Probably a very good idea, though. John Welch recommends this article by Raffi Zerounian and Justin Thiele of Hanson Bridgett, LLP, from The Trademark Lawyer magazine (Issue 2 2021) as providing “a very good summary of the provisions of the Trademark Modernization Act of 2020.”
The authors conclude, quoted by John:
The TMA provides a number of new tools in the trademark practitioner’s toolbox, especially when faced with the task of clearing the federal register of blocking (or potentially blocking) but unused marks. Although the TMA’s reforms are largely limited to these areas, it is a promising step in creating a more efficient register. The long lead time before formal implementaion in 2021 gives ample time for the USPTO to promulgate rules under the TMA. Accordingly, much remains to be seen at the practical level of the effects of the TMA.
Regarding the “new tool” referred to above, it will no longer be necessary to go through the arduous process of initiating and prosecuting a petition for cancellation of a trademark registration which investigation indicates has been abandoned for six to 10 years. It will be also to be easier to knock out a registration that was never used as stated in the registration. These problems can now be addressed new procedures, one called “expungement” for abandonment and the other a form of post-registration reexamination for never-used registrations.
The two new procedures are explained clearly in the article, and should be a client money saver in a lot of situations — though it also seems almost inevitable that some unintended consequence will also make some cases worse. Don’t ask me what I have in mind; it’s just this feeling you get after a couple of years at this.
OK, since you asked. You just know some clown is going to try to game the system by using these new procedures as end-runs around what should be traditional cancellations. Obviously the Commissioner will promulgate rules to deal with this, especially once the soft spots get picked up in practice; still, it’s good that Congress is even trying, however. And surprising.
The article notes a couple of other important changes worth being aware of if you work in this area:
- Some response deadlines for responses to office actions will be shortened to as little as 60 days. The authors note that the standard period of six months for all office actions may have made sense in the Pony Express days (well, they say paper correspondence) but don’t now. This is good for everyone involved when the situation requires only minor adjustments, because experience shows that six-month deadlines do not impose the kind of rigor on your docketing that you really ought to have here.
- The Act formalizes and firms up the Letter of Protest procedure, requiring payment of a fee to file one and that the Trademark Office respond to them.

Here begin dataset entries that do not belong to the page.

use std::fs;

use actix_web::http::StatusCode;
use actix_web::{App, test, web};
use serde_json::json;
use tempfile::TempDir;

use restaurant_recommender::server::{self, AppState, CategoriesResponse, SearchResponse};
use restaurant_recommender::{Config, CorpusStats, Recommender};

const CORPUS: &str = r#"[
    {"restaurant_name": "1. Adana Sofrası", "url": "u1", "rating": "4,5",
     "comments": ["Adana kebap harika", "Fiyatlar uygun"]},
    {"name": "Kervan Bistro", "url": "u2", "rating": 4.0, "reviews": []},
    {"name": "Mado", "link": "u3", "reviews": ["Dondurma harika"]}
]"#;

fn state(dir: &TempDir) -> web::Data<AppState> {
    let source = dir.path().join("restaurants.json");
    fs::write(&source, CORPUS).unwrap();

    let mut config = Config::default();
    config.data.source = source;
    config.data.snapshot = dir.path().join("snapshot.bin");

    let recommender = Recommender::from_config(&config).unwrap();
    web::Data::new(AppState::new(recommender, config))
}

#[actix_web::test]
async fn test_search_endpoint() {
    let dir = TempDir::new().unwrap();
    let app = test::init_service(App::new().app_data(state(&dir)).configure(server::configure)).await;

    let req = test::TestRequest::post()
        .uri("/search")
        .set_json(json!({"query": "kebap", "limit": 3}))
        .to_request();
    let response: SearchResponse = test::call_and_read_body_json(&app, req).await;

    assert_eq!(response.recommendations[0].name, "Adana Sofrası");
    assert_eq!(response.recommendations[0].rating, Some(4.5));
}

#[actix_web::test]
async fn test_search_rejects_zero_limit() {
    let dir = TempDir::new().unwrap();
    let app = test::init_service(App::new().app_data(state(&dir)).configure(server::configure)).await;

    let req = test::TestRequest::post()
        .uri("/search")
        .set_json(json!({"query": "kebap", "limit": 0}))
        .to_request();
    let resp = test::call_service(&app, req).await;
    assert_eq!(resp.status(), StatusCode::BAD_REQUEST);
}

#[actix_web::test]
async fn test_search_category_endpoint() {
    let dir = TempDir::new().unwrap();
    let app = test::init_service(App::new().app_data(state(&dir)).configure(server::configure)).await;

    let req = test::TestRequest::post()
        .uri("/search_category")
        .set_json(json!({"category": "dondurma"}))
        .to_request();
    let response: SearchResponse = test::call_and_read_body_json(&app, req).await;

    let mut names: Vec<&str> = response.recommendations.iter().map(|r| r.name.as_str()).collect();
    names.sort();
    assert_eq!(names, vec!["Kervan Bistro", "Mado"]);
}

#[actix_web::test]
async fn test_categories_and_stats() {
    let dir = TempDir::new().unwrap();
    let app = test::init_service(App::new().app_data(state(&dir)).configure(server::configure)).await;

    let req = test::TestRequest::get().uri("/categories").to_request();
    let response: CategoriesResponse = test::call_and_read_body_json(&app, req).await;
    assert!(response.categories.iter().any(|c| c.category == "kebap" && c.count == 1));

    let req = test::TestRequest::get().uri("/stats").to_request();
    let stats: CorpusStats = test::call_and_read_body_json(&app, req).await;
    assert_eq!(stats.restaurant_count, 3);
    assert_eq!(stats.reviewed_count, 2);
}

#[actix_web::test]
async fn test_reload_swaps_in_new_corpus() {
    let dir = TempDir::new().unwrap();
    let state = state(&dir);
    let app = test::init_service(App::new().app_data(state.clone()).configure(server::configure)).await;

    fs::write(
        dir.path().join("restaurants.json"),
        r#"[{"name": "Tantuni Evi", "url": "u9", "reviews": ["Tantuni çok iyi"]}]"#,
    )
    .unwrap();

    let req = test::TestRequest::post().uri("/reload").to_request();
    let stats: CorpusStats = test::call_and_read_body_json(&app, req).await;
    assert_eq!(stats.restaurant_count, 1);

    let req = test::TestRequest::post()
        .uri("/search")
        .set_json(json!({"query": "tantuni"}))
        .to_request();
    let response: SearchResponse = test::call_and_read_body_json(&app, req).await;
    assert_eq!(response.recommendations.len(), 1);
    assert_eq!(response.recommendations[0].name, "Tantuni Evi");
    assert_eq!(state.current().stats().restaurant_count, 1);
}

- Perhaps most significantly, Congress resolved a split among the Circuits concerning the application of the rule for patents enunciated by the Supreme Court in eBay Inc. v. MercExchange, L.L.C. and restored the presumption of irreparable harm to a finding of trademark infringement.

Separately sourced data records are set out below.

//! The corpus store and the offline enrichment pass that fills it.

pub mod snapshot;

use std::collections::{BTreeMap, HashSet};

use log::{info, warn};
use serde::{Deserialize, Serialize};

use crate::document::{RawRestaurant, Restaurant, combined_text};
use crate::preprocessing::categories::CategoryClassifier;
use crate::scoring::{LexiconSentiment, NEUTRAL_SCORE, PriceKeywords, TextScorer, score_or_neutral};

pub use snapshot::Snapshot;

/// Classifies and scores raw records.
pub struct Enricher {
    classifier: CategoryClassifier,
    sentiment: Box<dyn TextScorer>,
    price: Box<dyn TextScorer>,
}

impl Default for Enricher {
    fn default() -> Self {
        Self::new(
            CategoryClassifier::default(),
            Box::new(LexiconSentiment::default()),
            Box::new(PriceKeywords::default()),
        )
    }
}

impl Enricher {
    pub fn new(
        classifier: CategoryClassifier,
        sentiment: Box<dyn TextScorer>,
        price: Box<dyn TextScorer>,
    ) -> Self {
        Self {
            classifier,
            sentiment,
            price,
        }
    }

    pub fn enrich(&self, raw: RawRestaurant) -> Restaurant {
        let combined_text = combined_text(&raw.name, &raw.reviews);
        let categories = self.classifier.classify(&raw.name, &combined_text);

        let review_text = raw.reviews.join(" ");
        let sentiment_score = if raw.review_count == 0 {
            NEUTRAL_SCORE
        } else {
            score_or_neutral(self.sentiment.as_ref(), &review_text)
        };
        let price_score = score_or_neutral(self.price.as_ref(), &review_text);

        Restaurant {
            name: raw.name,
            url: raw.url,
            rating: raw.rating,
            review_count: raw.review_count,
            reviews: raw.reviews,
            combined_text,
            categories,
            sentiment_score,
            price_score,
        }
    }
}

/// Immutable table of enriched restaurants, unique by [`Restaurant::key`].
#[derive(Debug, Clone, Default, PartialEq, Serialize, Deserialize)]
pub struct Corpus {
    restaurants: Vec<Restaurant>,
}

impl Corpus {
    /// Runs the enrichment pass over scraped records.
    pub fn enrich(raw: Vec<RawRestaurant>, enricher: &Enricher) -> Self {
        let total = raw.len();
        let corpus = Self::from_restaurants(raw.into_iter().map(|r| enricher.enrich(r)));
        info!(
            "Enriched {} restaurants ({} with reviews)",
            corpus.len(),
            corpus.restaurants.iter().filter(|r| r.has_reviews()).count()
        );
        if corpus.len() < total {
            warn!("Dropped {} duplicate restaurant records", total - corpus.len());
        }
        corpus
    }

    /// Builds a corpus from already enriched records. The first record wins for a repeated key.
    pub fn from_restaurants(restaurants: impl IntoIterator<Item = Restaurant>) -> Self {
        let mut seen = HashSet::new();
        let restaurants = restaurants
            .into_iter()
            .filter(|restaurant| {
                let fresh = seen.insert(restaurant.key().to_string());
                if !fresh {
                    warn!("Duplicate restaurant '{}', keeping the first record", restaurant.key());
                }
                fresh
            })
            .collect();
        Self { restaurants }
    }

    pub fn restaurants(&self) -> &[Restaurant] {
        &self.restaurants
    }

    pub fn len(&self) -> usize {
        self.restaurants.len()
    }

    pub fn is_empty(&self) -> bool {
        self.restaurants.is_empty()
    }

    pub fn combined_texts(&self) -> Vec<&str> {
        self.restaurants.iter().map(|r| r.combined_text.as_str()).collect()
    }

    /// Tag frequencies, most frequent first, ties alphabetical.
    pub fn category_counts(&self) -> Vec<(String, usize)> {
        let mut counts: BTreeMap<&str, usize> = BTreeMap::new();
        for tag in self.restaurants.iter().flat_map(|r| r.categories.iter()) {
            *counts.entry(tag.as_str()).or_insert(0) += 1;
        }

        let mut sorted: Vec<(String, usize)> =
            counts.into_iter().map(|(tag, count)| (tag.to_string(), count)).collect();
        sorted.sort_by(|a, b| b.1.cmp(&a.1).then_with(|| a.0.cmp(&b.0)));
        sorted
    }
}

#[cfg(test)]
mod tests {
    use super::*;
    use crate::scoring::ScoreError;

    struct Broken;

    impl TextScorer for Broken {
        fn name(&self) -> &str {
            "broken"
        }

        fn score(&self, _text: &str) -> Result<f64, ScoreError> {
            Err(ScoreError::Unavailable("model not loaded".to_string()))
        }
    }

    fn raw(name: &str, url: &str, reviews: &[&str]) -> RawRestaurant {
        RawRestaurant {
            name: name.to_string(),
            url: url.to_string(),
            rating: Some(4.0),
            review_count: reviews.len() as u32,
            reviews: reviews.iter().map(|r| r.to_string()).collect(),
        }
    }

    #[test]
    fn test_enrich_derives_fields() {
        let enricher = Enricher::default();
        let restaurant = enricher.enrich(raw(
            "Kebapçı Halil",
            "u1",
            &["Harika adana", "Fiyatlar uygun"],
        ));

        assert_eq!(restaurant.combined_text, "Kebapçı Halil Harika adana Fiyatlar uygun");
        assert!(restaurant.categories.contains("kebap"));
        assert_eq!(restaurant.sentiment_score, 1.0);
        assert_eq!(restaurant.price_score, 1.0);
    }

    #[test]
    fn test_unreviewed_restaurant_is_neutral() {
        let restaurant = Enricher::default().enrich(raw("Xyz", "u1", &[]));
        assert_eq!(restaurant.sentiment_score, NEUTRAL_SCORE);
        assert_eq!(restaurant.price_score, NEUTRAL_SCORE);
        assert_eq!(restaurant.categories.len(), 1);
        assert!(restaurant.categories.contains("uncategorized"));
    }

    #[test]
    fn test_failing_scorer_is_neutral() {
        let enricher = Enricher::new(
            CategoryClassifier::default(),
            Box::new(Broken),
            Box::new(Broken),
        );
        let restaurant = enricher.enrich(raw("Mado", "u1", &["berbat"]));
        assert_eq!(restaurant.sentiment_score, NEUTRAL_SCORE);
        assert_eq!(restaurant.price_score, NEUTRAL_SCORE);
    }

    #[test]
    fn test_duplicate_urls_keep_first() {
        let corpus = Corpus::enrich(
            vec![raw("First", "u1", &[]), raw("Second", "u1", &[]), raw("Third", "", &[])],
            &Enricher::default(),
        );
        let names: Vec<&str> = corpus.restaurants().iter().map(|r| r.name.as_str()).collect();
        assert_eq!(names, vec!["First", "Third"]);
    }

    #[test]
    fn test_category_counts_sorted() {
        let corpus = Corpus::enrich(
            vec![
                raw("Mado Merkez", "u1", &[]),
                raw("Akdo", "u2", &[]),
                raw("Starbucks", "u3", &[]),
            ],
            &Enricher::default(),
        );
        let counts = corpus.category_counts();
        assert_eq!(counts[0], ("cafe".to_string(), 3));
        assert_eq!(counts[1], ("dondurma".to_string(), 2));
        assert_eq!(counts[2], ("tatlı".to_string(), 2));
    }
}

This last change is good as far as resolving a Circuit split — something Congress should be doing a lot more of, given that trademark law is essentially a national practice today. As a practical matter, this means two things: (a) an injunction will always be available where infringement is found, and (b) the journey of trademark liability further and further away from what was once the sine qua non of tort liability — damage or harm to the plaintiff — continues apace.
On the other hand, it does get trademark practice out of one rather silly rut. That’s the one that can happen where a defendant is found to have infringed but does not prove actual damages in terms of lost profits. This is something plaintiffs seldom can or will do, preferring to rely instead on so-called “infringer’s profits” as a measure of compensation.
Now when that happens, at least in theory, the plaintiff mark-holder has to argue to the court (which has the sole power to grant equitable relief) that even though there is no proof of damages, it has been damaged — and irreparably! — or, even more strange, it will be… and that an injunction is justified. I say “at least in theory,” though, because judges really don’t want to not award an injunction when there’s infringement.
So they do, often by saying that although under eBay there may not be a presumption of irreparable harm… still… um, well, harm is not presumed, it’s just pretty much always … presumed.
I mean, yes, it is weird.
On the other other hand, if you can’t or won’t prove damages… why exactly are you entitled to any relief? Is it because trademarks are rights… in gross?